Amtrak schedules have a lot of recovery time in them, and they put a disproportionate amount of that at the run into the terminal station. So the westbound Empire Builder could be ontime in Everett, but very early into Seattle. Eastbound, Seattle-Everett is scheduled to take 59 minutes; westbound, Everett-Seattle is scheduled at 107 minutes.
It works similarly for the Coast Starlight between Tacoma and Seattle.
Although with the Westbound Builder, if the C/S leaves on time, they just bring it in on track #3.
But you’re right, there are a number of places that there is ‘catch-up’ time built in.
Or as they like to say “Airline Time”.
The Southwest Chief, westbound, is routinely arriving 2-4 hours early into Los Angeles these days (and usually an hour early into Albuquerque too). They haven’t tightened the schedule up, I guess so they can retain “on time” status even if something fairly serious happens on the route.
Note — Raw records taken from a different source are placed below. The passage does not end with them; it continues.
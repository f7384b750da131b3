//! # Loading & Checking a nav.json File
//!
//! [`load`] reads a document from disk and binds it to the directory it
//! was read from. [`check`] is the single entry point the CLI drives: it
//! loads the file and, when [`CheckConfig::check_files`] is set, verifies
//! the referenced files relative to that directory.

use std::path::{Path, PathBuf};

use crate::document::{parse, NavDocument};
use crate::error::{NavJsonError, Result};
use crate::files::validate_files;

/// Location of nav.json when none is given.
pub const DEFAULT_NAV_FILE: &str = "docs/nav.json";

/// What to check and how.
#[derive(Debug, Clone, PartialEq, Eq)]
pub struct CheckConfig {
    /// Path to the nav.json file.
    pub file: PathBuf,
    /// Also verify that every referenced file exists. Off by default.
    pub check_files: bool,
}

impl Default for CheckConfig {
    fn default() -> Self {
        Self {
            file: PathBuf::from(DEFAULT_NAV_FILE),
            check_files: false,
        }
    }
}

impl CheckConfig {
    pub fn new(file: impl Into<PathBuf>) -> Self {
        Self {
            file: file.into(),
            ..Self::default()
        }
    }

    /// Enable or disable the file-existence pass.
    pub fn with_check_files(mut self, check_files: bool) -> Self {
        self.check_files = check_files;
        self
    }
}

/// A parsed document together with where it came from.
#[derive(Debug, Clone, PartialEq, Eq)]
pub struct LoadedDocument {
    /// Path the document was read from.
    pub path: PathBuf,
    /// Directory referenced files are resolved against.
    pub base_dir: PathBuf,
    pub document: NavDocument,
}

impl LoadedDocument {
    /// Verify every referenced file exists relative to [`Self::base_dir`].
    pub fn validate_files(&self) -> Result<()> {
        validate(&self.document, &self.base_dir)
    }
}

/// Verify the files referenced by `document` relative to `base_dir`.
pub fn validate(document: &NavDocument, base_dir: impl AsRef<Path>) -> Result<()> {
    validate_files(base_dir, &document.files)
}

/// Read and parse the nav.json file at `path`.
///
/// # Errors
///
/// Returns [`NavJsonError::Read`] if the file cannot be read, or any
/// parse error from [`parse`].
pub fn load(path: impl AsRef<Path>) -> Result<LoadedDocument> {
    let path = path.as_ref();
    let text = std::fs::read_to_string(path).map_err(|source| NavJsonError::Read {
        path: path.to_path_buf(),
        source,
    })?;
    let document = parse(&text)?;
    Ok(LoadedDocument {
        path: path.to_path_buf(),
        base_dir: base_dir_of(path),
        document,
    })
}

/// Load `config.file` and run the checks it asks for.
pub fn check(config: &CheckConfig) -> Result<LoadedDocument> {
    let loaded = load(&config.file)?;
    if config.check_files {
        loaded.validate_files()?;
    } else {
        tracing::debug!("file existence check disabled");
    }
    Ok(loaded)
}

/// Parent directory of `file`, or `.` for a bare file name.
fn base_dir_of(file: &Path) -> PathBuf {
    match file.parent() {
        Some(dir) if !dir.as_os_str().is_empty() => dir.to_path_buf(),
        _ => PathBuf::from("."),
    }
}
True, but that route just got downgraded a bit with a permanent slow order through a good chunk of Kansas and Colorado. So they’ll need that padding after all, and this change might eventually force the Chief to move its route south through Amarillo.
http://www.kansas.com/2010/08/28/1466883/old-kansas-rail-lines-slow-amtrak.html
Note that the Chief waits at Albuquerque (it can’t leave *ahead* of time). The slowdowns in Kansas and Colorado will probably remove the hour-early arrival in ABQ. Early arrival in LA will probably remain routine, however.
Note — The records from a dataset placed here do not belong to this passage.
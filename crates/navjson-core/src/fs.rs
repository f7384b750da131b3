//! Filesystem access used by the file validator.
//!
//! The validator only needs to know whether something exists at a path and
//! whether it is a directory. [`Filesystem`] is that seam; [`HostFilesystem`]
//! answers from the real disk.

use std::io;
use std::path::Path;

/// What exists at a path.
#[derive(Debug, Clone, Copy, PartialEq, Eq)]
pub enum EntryKind {
    File,
    Directory,
}

/// Stat-like access to a filesystem.
pub trait Filesystem {
    /// Returns `Ok(None)` if nothing exists at `path`, the kind of entry
    /// otherwise. Any other failure is returned as-is.
    fn stat(&self, path: &Path) -> io::Result<Option<EntryKind>>;
}

/// The host filesystem, via `std::fs::metadata` (symlinks are followed).
#[derive(Debug, Clone, Copy, Default)]
pub struct HostFilesystem;

impl Filesystem for HostFilesystem {
    fn stat(&self, path: &Path) -> io::Result<Option<EntryKind>> {
        match std::fs::metadata(path) {
            Ok(meta) if meta.is_dir() => Ok(Some(EntryKind::Directory)),
            Ok(_) => Ok(Some(EntryKind::File)),
            Err(e) if e.kind() == io::ErrorKind::NotFound => Ok(None),
            // ENOTDIR: a parent component is a regular file.
            Err(_) if ancestor_is_file(path) => Ok(None),
            Err(e) => Err(e),
        }
    }
}

fn ancestor_is_file(path: &Path) -> bool {
    path.ancestors()
        .skip(1)
        .find_map(|p| std::fs::metadata(p).ok())
        .is_some_and(|meta| !meta.is_dir())
}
Also remember, the average doesn’t say anything about a particular run. My round trip on the Empire Builder last year got in 30-60 minutes early both ways. The stats show that you have at least a 50% chance of being on time, except the unfortunate eastbound Empire. But even there, it’s only an hour or 1 1/2 hours. What’s an hour in a 48-hour journey? When I fly, I assume I may arrive a day late and make contingency plans (by either going a day early or considering whether the first day is expendable). The train’s the same way.
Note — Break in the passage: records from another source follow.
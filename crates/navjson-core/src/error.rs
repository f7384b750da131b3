//! # Error Types
//!
//! Every failure the parser and the file validator can report. All errors
//! use `thiserror` for derive-based `Display` and `Error` implementations.
//!
//! ## Design
//!
//! - Parse errors name the missing field or carry the underlying
//!   `serde_json` error with its line and column.
//! - Filesystem errors carry the fully resolved path so the failure can be
//!   diagnosed without reading the document by hand.

use std::path::PathBuf;

use thiserror::Error;

/// Convenience alias used throughout the crate.
pub type Result<T, E = NavJsonError> = std::result::Result<T, E>;

/// Top-level error type for nav.json parsing and validation.
#[derive(Error, Debug)]
pub enum NavJsonError {
    /// The text is not well-formed JSON.
    #[error("invalid JSON: {0}")]
    Syntax(#[source] serde_json::Error),

    /// A field is present but has the wrong JSON type.
    #[error("invalid field type: {0}")]
    TypeMismatch(#[source] serde_json::Error),

    /// A required field is absent or empty.
    #[error("missing or empty `{0}` key")]
    MissingField(&'static str),

    /// The base directory does not exist or is not a directory.
    #[error("directory does not exist ({})", .0.display())]
    DirectoryNotFound(PathBuf),

    /// A referenced file does not exist.
    #[error("file does not exist ({})", .0.display())]
    FileNotFound(PathBuf),

    /// A referenced file is a directory.
    #[error("referenced file is a directory ({})", .0.display())]
    IsDirectory(PathBuf),

    /// The nav.json file itself could not be read.
    #[error("cannot read {}: {source}", .path.display())]
    Read {
        /// Path of the document that failed to load.
        path: PathBuf,
        /// Underlying IO error.
        #[source]
        source: std::io::Error,
    },

    /// A filesystem check failed for a reason other than "not found".
    #[error("cannot inspect {}: {source}", .path.display())]
    Io {
        /// Path that was being inspected.
        path: PathBuf,
        /// Underlying IO error.
        #[source]
        source: std::io::Error,
    },
}

impl NavJsonError {
    /// Classify a `serde_json` failure as a syntax or a type error.
    ///
    /// `Category::Data` means the JSON was well formed but did not fit the
    /// document shape, which is a type mismatch. Everything else (including
    /// truncated input) is a syntax error.
    pub(crate) fn from_json(err: serde_json::Error) -> Self {
        match err.classify() {
            serde_json::error::Category::Data => Self::TypeMismatch(err),
            _ => Self::Syntax(err),
        }
    }

    /// Returns the filesystem path this error refers to, if any.
    pub fn path(&self) -> Option<&std::path::Path> {
        match self {
            Self::DirectoryNotFound(p) | Self::FileNotFound(p) | Self::IsDirectory(p) => Some(p),
            Self::Read { path, .. } | Self::Io { path, .. } => Some(path),
            Self::Syntax(_) | Self::TypeMismatch(_) | Self::MissingField(_) => None,
        }
    }
}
Does Amtrak publicly display this data somewhere publicly? I’d be interested to get more stats.
Not at this level of detail, but it does have some.
http://www.amtrak.com/servlet/ContentServer/Page/1237608335166/1237405732511
Interesting- you can also pull similar data for each Cascades train. Overall, Cascades is 69% on time. The best train is # 504 with 93% on time and the worst is # 513 at 25%.
And let’s remember that on a daily train, the most trains you can have in a month are a meager 62. Each run is worth 1.6%! Not much to go by. And a thrice-weekly train such as the Sunset Limited only makes 25-30 runs per calendar month, each run is worth 3.3-4%. I want year-over-year modal data…I think the question, “What are you most likely to experience?” is probably the most relevant.
The main reasons for the Empire Builders tardiness would be track work on the BNSF in North Dakota, Montana and various parts of Washington State.
About 2 decades ago I took the Empire Builder out of Seattle.
I think it was about 6 hours late to Chicago.
So, looks like they’ve improved things.
They have.
Biggest change was driven by a change in the law which allows Amtrak to actually penalize the freight railroads seriously when they cause unnecessary delay. The “passenger train priority” was previously written into law but unenforceable.
Also, the entire attitude has changed at several of the freight railroads (though not UP); BNSF actually likes dispatching the passenger trains on time.
Finally, the schedules were lengthened. :-P
It means most of the remaining delays are due to actual reasonable causes of delay, such as bottlenecks, track work, or engine failures. Some money is finally going into fixing some of the bottlenecks.
There’s another on-line tracker that provides a graph of the last month’s performance: http://amtrakdelays.onlineschedulingsoftware.com/
If you type in SEA (Seattle), 14 (Coast Starlight) and get 4 week’s history, you see that the Starlight arrived early 21 times and late 5 times. The earliest arrival was 55 minutes ahead of schedule and the latest arrival was 151 minutes late.